## PROBLEM DESCRIPTION
Whenever a line in the records below holds the string "Singleton", copy it out.
BEGIN DATA PROVIDED
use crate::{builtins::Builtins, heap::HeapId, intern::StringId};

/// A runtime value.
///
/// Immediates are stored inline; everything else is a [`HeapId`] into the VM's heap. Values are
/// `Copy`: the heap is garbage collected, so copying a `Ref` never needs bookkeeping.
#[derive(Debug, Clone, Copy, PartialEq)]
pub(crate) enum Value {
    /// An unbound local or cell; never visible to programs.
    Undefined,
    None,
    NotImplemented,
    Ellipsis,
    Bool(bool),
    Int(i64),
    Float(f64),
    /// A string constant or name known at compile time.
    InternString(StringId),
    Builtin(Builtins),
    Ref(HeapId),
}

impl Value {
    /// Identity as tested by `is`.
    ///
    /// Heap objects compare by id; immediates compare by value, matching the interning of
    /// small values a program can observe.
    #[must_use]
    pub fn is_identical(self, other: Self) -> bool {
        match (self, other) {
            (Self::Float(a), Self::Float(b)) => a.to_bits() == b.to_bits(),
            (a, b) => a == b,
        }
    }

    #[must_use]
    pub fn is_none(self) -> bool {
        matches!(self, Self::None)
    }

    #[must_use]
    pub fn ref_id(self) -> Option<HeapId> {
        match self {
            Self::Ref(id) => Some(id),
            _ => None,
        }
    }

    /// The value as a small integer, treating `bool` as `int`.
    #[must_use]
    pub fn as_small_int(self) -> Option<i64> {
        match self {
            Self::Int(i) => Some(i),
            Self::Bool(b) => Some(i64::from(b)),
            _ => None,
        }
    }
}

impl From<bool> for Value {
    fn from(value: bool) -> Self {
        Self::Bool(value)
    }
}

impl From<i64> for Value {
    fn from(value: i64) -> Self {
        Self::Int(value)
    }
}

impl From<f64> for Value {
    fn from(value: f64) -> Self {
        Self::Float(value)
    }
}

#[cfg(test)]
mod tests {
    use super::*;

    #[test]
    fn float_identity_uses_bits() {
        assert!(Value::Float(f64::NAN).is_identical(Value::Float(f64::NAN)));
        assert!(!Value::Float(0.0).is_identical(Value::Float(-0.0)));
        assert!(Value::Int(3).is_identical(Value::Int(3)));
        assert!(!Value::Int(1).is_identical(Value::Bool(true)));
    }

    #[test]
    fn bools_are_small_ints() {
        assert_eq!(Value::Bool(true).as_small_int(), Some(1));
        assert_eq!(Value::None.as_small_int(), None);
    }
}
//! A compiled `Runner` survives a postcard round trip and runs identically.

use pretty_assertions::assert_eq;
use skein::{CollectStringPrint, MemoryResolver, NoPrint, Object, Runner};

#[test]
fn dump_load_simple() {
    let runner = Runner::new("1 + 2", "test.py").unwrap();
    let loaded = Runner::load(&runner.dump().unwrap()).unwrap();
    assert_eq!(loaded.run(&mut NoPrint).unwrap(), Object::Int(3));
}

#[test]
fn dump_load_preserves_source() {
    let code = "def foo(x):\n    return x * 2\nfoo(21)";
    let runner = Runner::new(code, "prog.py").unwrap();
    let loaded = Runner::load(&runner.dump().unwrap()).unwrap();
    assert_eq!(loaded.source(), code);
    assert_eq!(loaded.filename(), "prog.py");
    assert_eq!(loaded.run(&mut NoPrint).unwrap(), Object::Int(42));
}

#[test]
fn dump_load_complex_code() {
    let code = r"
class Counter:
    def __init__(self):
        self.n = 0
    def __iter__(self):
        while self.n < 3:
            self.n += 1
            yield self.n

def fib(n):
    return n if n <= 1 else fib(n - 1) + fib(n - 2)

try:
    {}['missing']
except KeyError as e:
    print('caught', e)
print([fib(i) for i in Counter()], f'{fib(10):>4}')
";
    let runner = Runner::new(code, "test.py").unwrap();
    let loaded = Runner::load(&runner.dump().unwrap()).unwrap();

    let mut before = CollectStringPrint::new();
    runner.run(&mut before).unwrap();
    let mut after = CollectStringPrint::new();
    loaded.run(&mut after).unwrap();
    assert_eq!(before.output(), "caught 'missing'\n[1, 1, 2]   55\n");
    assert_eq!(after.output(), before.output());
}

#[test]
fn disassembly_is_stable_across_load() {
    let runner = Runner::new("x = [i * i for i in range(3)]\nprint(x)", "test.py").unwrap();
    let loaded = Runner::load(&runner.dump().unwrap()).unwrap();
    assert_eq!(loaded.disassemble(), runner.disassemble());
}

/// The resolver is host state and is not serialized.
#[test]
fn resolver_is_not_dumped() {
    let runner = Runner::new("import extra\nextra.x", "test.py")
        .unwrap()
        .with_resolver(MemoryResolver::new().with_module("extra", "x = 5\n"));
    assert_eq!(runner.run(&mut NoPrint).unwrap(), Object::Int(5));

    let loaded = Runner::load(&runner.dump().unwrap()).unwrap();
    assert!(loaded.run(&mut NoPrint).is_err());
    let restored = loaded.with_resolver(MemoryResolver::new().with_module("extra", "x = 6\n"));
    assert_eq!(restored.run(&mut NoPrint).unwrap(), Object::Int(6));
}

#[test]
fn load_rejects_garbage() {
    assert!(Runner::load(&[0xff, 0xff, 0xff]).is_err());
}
END DATA PROVIDED
BEGIN DATA PROVIDED
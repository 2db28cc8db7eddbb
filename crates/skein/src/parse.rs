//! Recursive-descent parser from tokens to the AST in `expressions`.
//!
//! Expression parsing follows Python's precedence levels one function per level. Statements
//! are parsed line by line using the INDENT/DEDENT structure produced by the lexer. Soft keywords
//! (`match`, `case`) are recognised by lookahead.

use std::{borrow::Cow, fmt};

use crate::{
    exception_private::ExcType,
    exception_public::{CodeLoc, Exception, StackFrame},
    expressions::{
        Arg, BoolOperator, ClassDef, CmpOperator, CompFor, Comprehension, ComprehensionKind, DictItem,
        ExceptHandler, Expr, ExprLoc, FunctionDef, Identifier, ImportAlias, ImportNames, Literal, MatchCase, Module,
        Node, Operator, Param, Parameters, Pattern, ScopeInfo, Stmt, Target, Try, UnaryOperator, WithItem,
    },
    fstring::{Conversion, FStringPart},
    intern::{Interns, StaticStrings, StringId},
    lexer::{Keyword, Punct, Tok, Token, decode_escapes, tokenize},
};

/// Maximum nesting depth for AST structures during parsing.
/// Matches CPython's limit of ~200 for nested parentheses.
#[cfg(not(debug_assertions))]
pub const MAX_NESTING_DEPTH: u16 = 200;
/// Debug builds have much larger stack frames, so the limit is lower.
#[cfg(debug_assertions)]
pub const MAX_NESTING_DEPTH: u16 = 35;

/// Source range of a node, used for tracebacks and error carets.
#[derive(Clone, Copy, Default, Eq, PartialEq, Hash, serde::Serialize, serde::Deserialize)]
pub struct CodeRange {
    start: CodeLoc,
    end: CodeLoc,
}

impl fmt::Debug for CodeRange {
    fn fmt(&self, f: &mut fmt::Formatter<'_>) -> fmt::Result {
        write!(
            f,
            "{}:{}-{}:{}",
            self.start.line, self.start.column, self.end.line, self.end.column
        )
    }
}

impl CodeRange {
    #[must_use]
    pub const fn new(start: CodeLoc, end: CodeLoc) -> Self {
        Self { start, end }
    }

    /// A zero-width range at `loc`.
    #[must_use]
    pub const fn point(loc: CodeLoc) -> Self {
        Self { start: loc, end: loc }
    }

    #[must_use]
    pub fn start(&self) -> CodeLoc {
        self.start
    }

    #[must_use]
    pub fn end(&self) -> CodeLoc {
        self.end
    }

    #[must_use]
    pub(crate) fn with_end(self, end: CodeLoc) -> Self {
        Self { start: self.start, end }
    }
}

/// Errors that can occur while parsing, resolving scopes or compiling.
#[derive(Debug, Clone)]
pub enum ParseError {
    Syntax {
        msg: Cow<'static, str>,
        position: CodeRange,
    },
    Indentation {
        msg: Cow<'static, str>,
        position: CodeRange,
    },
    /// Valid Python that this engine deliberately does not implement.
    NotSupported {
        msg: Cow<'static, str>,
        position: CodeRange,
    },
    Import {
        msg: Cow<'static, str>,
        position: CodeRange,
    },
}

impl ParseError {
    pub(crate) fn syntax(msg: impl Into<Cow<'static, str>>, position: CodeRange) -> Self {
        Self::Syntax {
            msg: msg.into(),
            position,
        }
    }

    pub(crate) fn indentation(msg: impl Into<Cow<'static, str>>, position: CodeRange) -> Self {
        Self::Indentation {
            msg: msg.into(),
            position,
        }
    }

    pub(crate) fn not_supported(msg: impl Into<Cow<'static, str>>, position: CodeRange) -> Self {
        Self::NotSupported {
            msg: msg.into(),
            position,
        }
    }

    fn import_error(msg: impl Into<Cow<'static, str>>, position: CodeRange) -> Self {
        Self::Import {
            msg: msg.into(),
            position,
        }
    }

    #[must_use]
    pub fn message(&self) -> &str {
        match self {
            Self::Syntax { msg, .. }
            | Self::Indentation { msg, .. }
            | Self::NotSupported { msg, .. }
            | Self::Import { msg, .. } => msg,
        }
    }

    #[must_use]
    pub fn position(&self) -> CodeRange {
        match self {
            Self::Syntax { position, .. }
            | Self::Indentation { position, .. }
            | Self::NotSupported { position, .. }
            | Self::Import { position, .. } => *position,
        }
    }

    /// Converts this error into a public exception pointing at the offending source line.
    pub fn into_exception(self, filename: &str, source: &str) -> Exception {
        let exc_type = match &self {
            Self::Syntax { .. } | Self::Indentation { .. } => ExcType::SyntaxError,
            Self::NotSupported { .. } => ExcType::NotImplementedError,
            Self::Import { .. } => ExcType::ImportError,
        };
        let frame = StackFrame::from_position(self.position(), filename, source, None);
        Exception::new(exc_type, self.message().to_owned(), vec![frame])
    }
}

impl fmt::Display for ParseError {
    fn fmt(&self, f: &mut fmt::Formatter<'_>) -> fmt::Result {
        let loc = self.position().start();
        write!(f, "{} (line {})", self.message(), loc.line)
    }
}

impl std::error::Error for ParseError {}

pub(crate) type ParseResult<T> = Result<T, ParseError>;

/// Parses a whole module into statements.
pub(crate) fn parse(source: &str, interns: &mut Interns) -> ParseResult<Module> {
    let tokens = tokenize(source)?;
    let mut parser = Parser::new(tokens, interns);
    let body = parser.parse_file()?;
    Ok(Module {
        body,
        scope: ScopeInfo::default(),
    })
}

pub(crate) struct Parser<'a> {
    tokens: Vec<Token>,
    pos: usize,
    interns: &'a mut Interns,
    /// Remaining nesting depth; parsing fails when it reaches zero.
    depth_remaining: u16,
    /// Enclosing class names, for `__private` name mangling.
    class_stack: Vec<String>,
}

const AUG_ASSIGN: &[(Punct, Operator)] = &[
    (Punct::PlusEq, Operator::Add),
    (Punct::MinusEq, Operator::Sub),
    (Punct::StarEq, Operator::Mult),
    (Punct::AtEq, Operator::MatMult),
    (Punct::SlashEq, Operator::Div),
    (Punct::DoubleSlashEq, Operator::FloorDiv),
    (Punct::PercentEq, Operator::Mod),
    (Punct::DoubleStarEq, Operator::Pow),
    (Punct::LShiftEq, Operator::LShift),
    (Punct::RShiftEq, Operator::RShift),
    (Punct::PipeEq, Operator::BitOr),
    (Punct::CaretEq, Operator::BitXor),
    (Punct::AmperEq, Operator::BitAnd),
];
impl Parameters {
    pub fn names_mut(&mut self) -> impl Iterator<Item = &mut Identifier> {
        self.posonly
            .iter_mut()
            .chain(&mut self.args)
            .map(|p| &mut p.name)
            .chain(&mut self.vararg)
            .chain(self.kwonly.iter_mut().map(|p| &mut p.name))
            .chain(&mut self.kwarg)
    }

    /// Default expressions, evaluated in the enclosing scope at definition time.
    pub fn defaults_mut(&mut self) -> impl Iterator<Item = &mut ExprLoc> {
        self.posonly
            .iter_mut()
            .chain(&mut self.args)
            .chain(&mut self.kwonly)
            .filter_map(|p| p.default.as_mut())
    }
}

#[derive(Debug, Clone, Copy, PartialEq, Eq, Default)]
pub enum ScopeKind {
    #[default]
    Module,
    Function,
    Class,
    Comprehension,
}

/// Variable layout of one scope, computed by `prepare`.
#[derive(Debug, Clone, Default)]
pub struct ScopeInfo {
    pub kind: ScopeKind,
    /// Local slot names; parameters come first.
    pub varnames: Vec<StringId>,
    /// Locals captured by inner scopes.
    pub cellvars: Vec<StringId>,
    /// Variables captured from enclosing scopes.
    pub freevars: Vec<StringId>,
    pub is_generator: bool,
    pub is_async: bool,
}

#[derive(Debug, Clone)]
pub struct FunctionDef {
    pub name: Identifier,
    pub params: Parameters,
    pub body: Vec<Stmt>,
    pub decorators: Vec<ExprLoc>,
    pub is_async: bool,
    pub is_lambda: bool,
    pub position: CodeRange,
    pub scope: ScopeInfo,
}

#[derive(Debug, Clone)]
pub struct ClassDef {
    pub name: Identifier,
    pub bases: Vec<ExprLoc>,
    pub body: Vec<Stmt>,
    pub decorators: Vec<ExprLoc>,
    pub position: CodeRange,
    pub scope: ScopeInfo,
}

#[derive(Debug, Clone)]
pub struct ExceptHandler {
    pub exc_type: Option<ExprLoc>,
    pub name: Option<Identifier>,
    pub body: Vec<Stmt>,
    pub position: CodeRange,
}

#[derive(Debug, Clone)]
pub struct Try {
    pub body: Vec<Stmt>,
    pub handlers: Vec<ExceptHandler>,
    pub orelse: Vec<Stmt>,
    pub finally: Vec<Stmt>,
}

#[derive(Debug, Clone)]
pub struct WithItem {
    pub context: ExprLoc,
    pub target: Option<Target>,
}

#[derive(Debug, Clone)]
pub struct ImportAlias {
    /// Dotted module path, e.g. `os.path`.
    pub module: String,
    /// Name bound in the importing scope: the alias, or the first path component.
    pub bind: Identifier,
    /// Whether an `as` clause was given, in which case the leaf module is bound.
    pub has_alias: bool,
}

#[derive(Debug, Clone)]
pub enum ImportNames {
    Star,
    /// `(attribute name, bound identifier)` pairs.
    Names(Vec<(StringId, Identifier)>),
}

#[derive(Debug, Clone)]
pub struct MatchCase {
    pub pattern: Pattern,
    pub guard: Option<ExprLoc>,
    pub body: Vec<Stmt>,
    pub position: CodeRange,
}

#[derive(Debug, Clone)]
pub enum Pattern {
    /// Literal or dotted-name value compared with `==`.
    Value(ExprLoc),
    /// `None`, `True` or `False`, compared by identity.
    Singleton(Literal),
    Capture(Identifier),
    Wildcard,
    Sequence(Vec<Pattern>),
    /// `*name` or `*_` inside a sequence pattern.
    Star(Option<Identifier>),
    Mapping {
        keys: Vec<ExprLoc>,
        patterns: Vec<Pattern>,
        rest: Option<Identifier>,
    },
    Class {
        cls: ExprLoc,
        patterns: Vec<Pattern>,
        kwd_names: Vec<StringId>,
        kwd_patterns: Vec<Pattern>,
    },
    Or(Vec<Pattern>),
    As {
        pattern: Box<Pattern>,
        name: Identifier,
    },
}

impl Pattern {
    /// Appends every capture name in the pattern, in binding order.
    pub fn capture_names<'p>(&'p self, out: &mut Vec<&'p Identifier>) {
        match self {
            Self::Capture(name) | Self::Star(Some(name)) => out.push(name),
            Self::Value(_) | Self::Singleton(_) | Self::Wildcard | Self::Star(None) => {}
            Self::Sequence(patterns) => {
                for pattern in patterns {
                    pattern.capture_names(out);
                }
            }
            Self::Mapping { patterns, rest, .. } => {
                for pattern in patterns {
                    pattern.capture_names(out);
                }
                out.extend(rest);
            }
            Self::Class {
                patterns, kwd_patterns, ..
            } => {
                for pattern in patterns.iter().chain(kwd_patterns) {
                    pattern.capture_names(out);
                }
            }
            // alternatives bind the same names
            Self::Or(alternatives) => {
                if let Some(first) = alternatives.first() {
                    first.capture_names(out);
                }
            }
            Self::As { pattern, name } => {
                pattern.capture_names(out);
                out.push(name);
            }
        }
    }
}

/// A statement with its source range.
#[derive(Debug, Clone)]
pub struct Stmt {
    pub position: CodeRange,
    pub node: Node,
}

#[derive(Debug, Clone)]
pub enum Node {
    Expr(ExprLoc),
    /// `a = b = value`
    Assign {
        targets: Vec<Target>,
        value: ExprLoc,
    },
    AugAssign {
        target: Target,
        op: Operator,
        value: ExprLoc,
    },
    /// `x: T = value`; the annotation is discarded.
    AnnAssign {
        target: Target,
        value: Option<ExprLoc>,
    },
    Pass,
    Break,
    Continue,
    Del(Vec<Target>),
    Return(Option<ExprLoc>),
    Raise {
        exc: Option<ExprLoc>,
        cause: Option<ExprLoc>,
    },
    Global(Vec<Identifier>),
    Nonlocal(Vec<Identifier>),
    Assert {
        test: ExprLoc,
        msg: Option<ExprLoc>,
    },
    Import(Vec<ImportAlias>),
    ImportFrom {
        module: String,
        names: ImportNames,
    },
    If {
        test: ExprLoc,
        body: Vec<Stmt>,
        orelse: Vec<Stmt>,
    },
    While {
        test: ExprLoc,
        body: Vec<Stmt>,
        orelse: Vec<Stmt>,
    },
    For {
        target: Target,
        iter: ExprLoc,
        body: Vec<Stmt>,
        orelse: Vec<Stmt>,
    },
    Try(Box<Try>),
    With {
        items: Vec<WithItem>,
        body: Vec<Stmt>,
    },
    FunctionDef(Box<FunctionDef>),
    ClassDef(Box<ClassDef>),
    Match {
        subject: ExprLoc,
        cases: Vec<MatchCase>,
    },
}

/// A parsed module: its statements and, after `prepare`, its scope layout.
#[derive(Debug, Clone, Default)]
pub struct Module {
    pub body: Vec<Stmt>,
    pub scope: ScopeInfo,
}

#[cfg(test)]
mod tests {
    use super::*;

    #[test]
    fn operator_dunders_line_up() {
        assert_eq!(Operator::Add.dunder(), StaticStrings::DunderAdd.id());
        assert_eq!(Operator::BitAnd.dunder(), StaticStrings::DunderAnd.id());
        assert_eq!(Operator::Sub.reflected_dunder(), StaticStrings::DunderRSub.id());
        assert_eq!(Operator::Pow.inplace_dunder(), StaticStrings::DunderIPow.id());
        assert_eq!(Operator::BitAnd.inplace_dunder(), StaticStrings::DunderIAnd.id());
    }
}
END DATA PROVIDED
## RESPONSE AREA
    Singleton(Literal),
            Self::Value(_) | Self::Singleton(_) | Self::Wildcard | Self::Star(None) => {}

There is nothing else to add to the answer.